SMP: What if the third-party vendor suffers a security incident? What is their responsibility to the enterprise it works with?

LB: The entire process for breach/cyberattack needs to be clearly outlined in the Business Associate Agreement (BAA) and enforced contractually to minimize impact to the organization. If the entity has an Incident Response Unit, the vendor would work closely with them to manage communications to affected parties and media (as appropriate). The entire response process should be implemented with the intent of minimizing impact of the incident and executing the response plan as quickly as possible, including a business continuity plan if appropriate.

SMP: Any other thoughts you want to share about third-party security?

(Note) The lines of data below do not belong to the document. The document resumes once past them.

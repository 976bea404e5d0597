//! Simulated pouch peripherals.
//!
//! [`SimDevice`] runs the device half of the protocol with the same
//! [`Sender`] and [`Receiver`] the gateway uses: it serves the info record,
//! the uplink and the device certificate, and collects the server
//! certificate and the downlink. [`SimLink`] implements [`GattClient`] over
//! a set of such devices and queues whatever they notify as
//! [`SessionEvent`]s.
//!
//! Handle layout of a simulated service:
//!
//! ```text
//! 0x12/0x13  info         value/CCC
//! 0x15/0x16  uplink       value/CCC
//! 0x18/0x19  downlink     value/CCC
//! 0x1b/0x1c  server cert  value/CCC
//! 0x1e/0x1f  device cert  value/CCC
//! ```

use crate::error::{TransferError, TransportError};
use crate::receiver::{RecvProgress, Receiver};
use crate::sender::{SendProgress, Sender};
use crate::session::{SessionEvent, TransferConfig};
use crate::transport::{
    payload_capacity_for_mtu, uuid16, AttrHandles, Characteristic, ConnId, Endpoint,
    FrameWriter, GattClient, GattService, SERVICE_UUID_128, SERVICE_UUID_16,
};
use bytes::Bytes;
use gateway_wire::{BufferSink, BufferSource, DeviceInfo, Frame, Packetizer};
use std::collections::{BTreeMap, HashSet, VecDeque};
use tracing::{debug, warn};
use uuid::Uuid;

const SERVER_CERT_LIMIT: usize = 4096;
const DOWNLINK_LIMIT: usize = 64 * 1024;

fn value_handle(endpoint: Endpoint) -> u16 {
    match endpoint {
        Endpoint::Info => 0x12,
        Endpoint::Uplink => 0x15,
        Endpoint::Downlink => 0x18,
        Endpoint::ServerCert => 0x1b,
        Endpoint::DeviceCert => 0x1e,
    }
}

fn endpoint_for(handle: u16) -> Option<Endpoint> {
    Endpoint::ALL
        .into_iter()
        .find(|e| value_handle(*e) == handle)
}

/// What a simulated device exposes and sends
#[derive(Clone, Debug)]
pub struct SimDeviceConfig {
    /// Raw info record; `None` leaves out the info characteristic
    pub info: Option<Bytes>,
    /// Expose the certificate characteristics
    pub cert_endpoints: bool,
    /// Certificate sent when the gateway pulls it
    pub device_cert: Bytes,
    /// Payload streamed on the uplink
    pub uplink: Bytes,
    /// Advertise only the 128-bit service UUID
    pub service_128_only: bool,
    /// Expose the downlink characteristic
    pub with_downlink: bool,
    /// Negotiated ATT MTU
    pub mtu: u16,
    /// Device-side window settings
    pub transfer: TransferConfig,
}

impl SimDeviceConfig {
    /// Replace the info record with an encoded [`DeviceInfo`]
    pub fn with_info(mut self, info: &DeviceInfo) -> Self {
        self.info = info.encode().ok();
        self
    }

    /// Set the uplink payload
    pub fn with_uplink(mut self, payload: impl Into<Bytes>) -> Self {
        self.uplink = payload.into();
        self
    }
}

impl Default for SimDeviceConfig {
    fn default() -> Self {
        Self {
            info: DeviceInfo::default().encode().ok(),
            cert_endpoints: true,
            device_cert: Bytes::from_static(b"simulated device certificate"),
            uplink: Bytes::from_static(b"hello from a simulated pouch device"),
            service_128_only: false,
            with_downlink: true,
            mtu: 64,
            transfer: TransferConfig::default(),
        }
    }
}

#[derive(Debug)]
enum Outgoing {
    /// Waiting for the gateway's window-open ACK
    Waiting(Bytes),
    Sending(Sender<BufferSource>),
    Done,
}

/// Writes device frames into the notification queue
struct Notifier<'a> {
    outbox: &'a mut VecDeque<(u16, Bytes)>,
    handle: u16,
    capacity: usize,
    subscribed: bool,
}

impl FrameWriter for Notifier<'_> {
    fn capacity(&self) -> usize {
        self.capacity
    }

    fn write_frame(&mut self, frame: Bytes) -> Result<(), TransportError> {
        if !self.subscribed {
            debug!("Dropping notification on unsubscribed handle {}", self.handle);
            return Ok(());
        }
        self.outbox.push_back((self.handle, frame));
        Ok(())
    }
}

/// Device half of one connection
#[derive(Debug)]
pub struct SimDevice {
    config: SimDeviceConfig,
    subscribed: HashSet<u16>,
    outgoing: BTreeMap<Endpoint, Outgoing>,
    server_cert_rx: Receiver<BufferSink>,
    downlink_rx: Receiver<BufferSink>,
    outbox: VecDeque<(u16, Bytes)>,
    written: Vec<(u16, Bytes)>,
    server_certs: Vec<Bytes>,
    downlinks: Vec<Bytes>,
    sent: Vec<Endpoint>,
    errors: Vec<(Endpoint, TransferError)>,
    connected: bool,
}

impl SimDevice {
    /// Create a device in its advertising state
    pub fn new(config: SimDeviceConfig) -> Self {
        let mut outgoing = BTreeMap::new();
        if let Some(info) = &config.info {
            outgoing.insert(Endpoint::Info, Outgoing::Waiting(info.clone()));
        }
        outgoing.insert(Endpoint::Uplink, Outgoing::Waiting(config.uplink.clone()));
        if config.cert_endpoints {
            outgoing.insert(
                Endpoint::DeviceCert,
                Outgoing::Waiting(config.device_cert.clone()),
            );
        }

        Self {
            server_cert_rx: listening(SERVER_CERT_LIMIT, config.transfer),
            downlink_rx: listening(DOWNLINK_LIMIT, config.transfer),
            config,
            subscribed: HashSet::new(),
            outgoing,
            outbox: VecDeque::new(),
            written: Vec::new(),
            server_certs: Vec::new(),
            downlinks: Vec::new(),
            sent: Vec::new(),
            errors: Vec::new(),
            connected: true,
        }
    }

    /// Configuration the device was built with
    pub fn config(&self) -> &SimDeviceConfig {
        &self.config
    }

    /// Frames the gateway wrote, in order
    pub fn written(&self) -> &[(u16, Bytes)] {
        &self.written
    }

    /// Frames the gateway wrote to one endpoint
    pub fn written_to(&self, endpoint: Endpoint) -> Vec<Frame> {
        let handle = value_handle(endpoint);
        self.written
            .iter()
            .filter(|(h, _)| *h == handle)
            .filter_map(|(_, f)| Frame::decode(f).ok())
            .collect()
    }

    /// Server certificates received, one per completed push
    pub fn server_certs(&self) -> &[Bytes] {
        &self.server_certs
    }

    /// Downlinks received
    pub fn downlinks(&self) -> &[Bytes] {
        &self.downlinks
    }

    /// Endpoints whose device-to-gateway transfer completed
    pub fn sent(&self) -> &[Endpoint] {
        &self.sent
    }

    /// Transfer failures seen on the device side
    pub fn errors(&self) -> &[(Endpoint, TransferError)] {
        &self.errors
    }

    /// Whether the gateway still holds the connection
    pub fn is_connected(&self) -> bool {
        self.connected
    }

    /// The service as found by a discovery for `uuid`
    pub fn service(&self, uuid: Uuid) -> Option<GattService> {
        let matches = uuid == SERVICE_UUID_128
            || (uuid == uuid16(SERVICE_UUID_16) && !self.config.service_128_only);
        if !matches {
            return None;
        }

        let mut endpoints = vec![Endpoint::Uplink];
        if self.config.info.is_some() {
            endpoints.push(Endpoint::Info);
        }
        if self.config.with_downlink {
            endpoints.push(Endpoint::Downlink);
        }
        if self.config.cert_endpoints {
            endpoints.extend([Endpoint::ServerCert, Endpoint::DeviceCert]);
        }
        endpoints.sort_by_key(|e| value_handle(*e));

        Some(GattService {
            uuid,
            characteristics: endpoints
                .iter()
                .map(|e| Characteristic {
                    uuid: e.uuid(),
                    value_handle: value_handle(*e),
                })
                .collect(),
            ccc_descriptors: endpoints.iter().map(|e| value_handle(*e) + 1).collect(),
        })
    }

    fn subscribe(&mut self, handles: AttrHandles) -> Result<(), TransportError> {
        match handles.ccc {
            Some(ccc) if ccc == handles.value + 1 => {
                self.subscribed.insert(handles.value);
                Ok(())
            }
            _ => Err(TransportError::Subscribe {
                handle: handles.value,
                reason: "no CCC descriptor".to_string(),
            }),
        }
    }

    /// Process one frame written by the gateway
    pub fn on_write(&mut self, handle: u16, data: Bytes) {
        self.written.push((handle, data.clone()));

        let Some(endpoint) = endpoint_for(handle) else {
            warn!("Write to unknown handle {}", handle);
            return;
        };
        let frame = match Frame::decode(&data) {
            Ok(frame) => frame,
            Err(e) => {
                self.errors.push((endpoint, e.into()));
                return;
            }
        };

        match endpoint {
            Endpoint::ServerCert | Endpoint::Downlink => self.on_incoming(endpoint, &frame),
            _ => self.on_outgoing(endpoint, &frame),
        }
    }

    fn notifier(&mut self, endpoint: Endpoint) -> Notifier<'_> {
        let handle = value_handle(endpoint);
        Notifier {
            outbox: &mut self.outbox,
            handle,
            capacity: payload_capacity_for_mtu(self.config.mtu),
            subscribed: self.subscribed.contains(&handle),
        }
    }

    fn on_outgoing(&mut self, endpoint: Endpoint, frame: &Frame) {
        let capacity = payload_capacity_for_mtu(self.config.mtu);
        let transfer = self.config.transfer;
        let state = self.outgoing.remove(&endpoint).unwrap_or(Outgoing::Done);

        let next = match state {
            Outgoing::Waiting(payload) => {
                if matches!(frame, Frame::Ack { .. }) {
                    let sender = Sender::new(
                        Packetizer::new(BufferSource::new(payload)),
                        transfer,
                        capacity,
                    );
                    self.feed_sender(endpoint, sender, frame)
                } else {
                    debug!("Device ignoring {:?} on {} before the window opened", frame, endpoint);
                    Outgoing::Waiting(payload)
                }
            }
            Outgoing::Sending(sender) => self.feed_sender(endpoint, sender, frame),
            Outgoing::Done => {
                debug!("Device ignoring {:?} on finished {} transfer", frame, endpoint);
                Outgoing::Done
            }
        };
        self.outgoing.insert(endpoint, next);
    }

    fn feed_sender(
        &mut self,
        endpoint: Endpoint,
        mut sender: Sender<BufferSource>,
        frame: &Frame,
    ) -> Outgoing {
        let mut notifier = self.notifier(endpoint);
        match sender.on_frame(frame, &mut notifier) {
            Ok(SendProgress::Pending) => Outgoing::Sending(sender),
            Ok(SendProgress::Complete) => {
                self.sent.push(endpoint);
                Outgoing::Done
            }
            Err(e) => {
                self.errors.push((endpoint, e));
                Outgoing::Done
            }
        }
    }

    fn on_incoming(&mut self, endpoint: Endpoint, frame: &Frame) {
        let mut receiver = match endpoint {
            Endpoint::ServerCert => std::mem::replace(
                &mut self.server_cert_rx,
                listening(SERVER_CERT_LIMIT, self.config.transfer),
            ),
            _ => std::mem::replace(
                &mut self.downlink_rx,
                listening(DOWNLINK_LIMIT, self.config.transfer),
            ),
        };

        let mut notifier = self.notifier(endpoint);
        let result = receiver.on_frame(frame, &mut notifier);
        match result {
            Ok(RecvProgress::Pending) => {
                // Keep the transfer in progress; the fresh receiver is dropped
                match endpoint {
                    Endpoint::ServerCert => self.server_cert_rx = receiver,
                    _ => self.downlink_rx = receiver,
                }
            }
            Ok(RecvProgress::Complete) => {
                let data = receiver.into_sink().into_bytes();
                debug!("Device received {} bytes on {}", data.len(), endpoint);
                match endpoint {
                    Endpoint::ServerCert => self.server_certs.push(data),
                    _ => self.downlinks.push(data),
                }
            }
            Err(e) => self.errors.push((endpoint, e)),
        }
    }

    /// Take the notifications queued so far
    pub fn drain_notifications(&mut self) -> Vec<(u16, Bytes)> {
        self.outbox.drain(..).collect()
    }
}

fn listening(limit: usize, transfer: TransferConfig) -> Receiver<BufferSink> {
    let mut receiver = Receiver::new(BufferSink::new(limit), transfer);
    receiver.listen();
    receiver
}

/// [`GattClient`] over simulated devices
#[derive(Debug, Default)]
pub struct SimLink {
    devices: BTreeMap<ConnId, SimDevice>,
    events: VecDeque<(ConnId, SessionEvent)>,
}

impl SimLink {
    /// Create a link with no devices
    pub fn new() -> Self {
        Self::default()
    }

    /// Attach a device on `conn`
    pub fn attach(&mut self, conn: ConnId, device: SimDevice) {
        self.devices.insert(conn, device);
    }

    /// Device on a connection
    pub fn device(&self, conn: ConnId) -> Option<&SimDevice> {
        self.devices.get(&conn)
    }

    /// Remove a device
    pub fn detach(&mut self, conn: ConnId) -> Option<SimDevice> {
        self.devices.remove(&conn)
    }

    /// Queue an event as if the stack had reported it
    pub fn inject(&mut self, conn: ConnId, event: SessionEvent) {
        self.events.push_back((conn, event));
    }

    /// Next event for the gateway, collecting device notifications first
    pub fn next_event(&mut self) -> Option<(ConnId, SessionEvent)> {
        if self.events.is_empty() {
            for (conn, device) in self.devices.iter_mut() {
                if !device.connected {
                    device.outbox.clear();
                    continue;
                }
                for (handle, data) in device.drain_notifications() {
                    self.events
                        .push_back((*conn, SessionEvent::Notification { handle, data }));
                }
            }
        }
        self.events.pop_front()
    }

    fn device_mut(&mut self, conn: ConnId) -> Result<&mut SimDevice, TransportError> {
        self.devices
            .get_mut(&conn)
            .filter(|d| d.connected)
            .ok_or(TransportError::NotConnected)
    }
}

impl GattClient for SimLink {
    fn discover(&mut self, conn: ConnId, service: Uuid) -> Result<(), TransportError> {
        let found = self.device_mut(conn)?.service(service);
        self.events.push_back((conn, SessionEvent::Discovered(found)));
        Ok(())
    }

    fn subscribe(&mut self, conn: ConnId, handles: AttrHandles) -> Result<(), TransportError> {
        self.device_mut(conn)?.subscribe(handles)
    }

    fn write(&mut self, conn: ConnId, handle: u16, frame: Bytes) -> Result<(), TransportError> {
        self.device_mut(conn)?.on_write(handle, frame);
        Ok(())
    }

    fn payload_capacity(&self, conn: ConnId) -> usize {
        self.devices
            .get(&conn)
            .map(|d| payload_capacity_for_mtu(d.config.mtu))
            .unwrap_or(0)
    }

    fn disconnect(&mut self, conn: ConnId) {
        if let Some(device) = self.devices.get_mut(&conn) {
            if device.connected {
                device.connected = false;
                self.events.push_back((conn, SessionEvent::Disconnected));
            }
        }
    }
}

LB: Third-party security and management is a critical component to any organization’s risk mitigation and business continuity planning. Organizations need to ensure that they have a proactive plan to manage vendors and other outsourcers performing services on their behalf. One of the best ways to mitigate this risk is through the implementation of a contractual obligation to require any third parties to have the appropriate certification/accreditation and to be managed through a Third-Party Assurance entity.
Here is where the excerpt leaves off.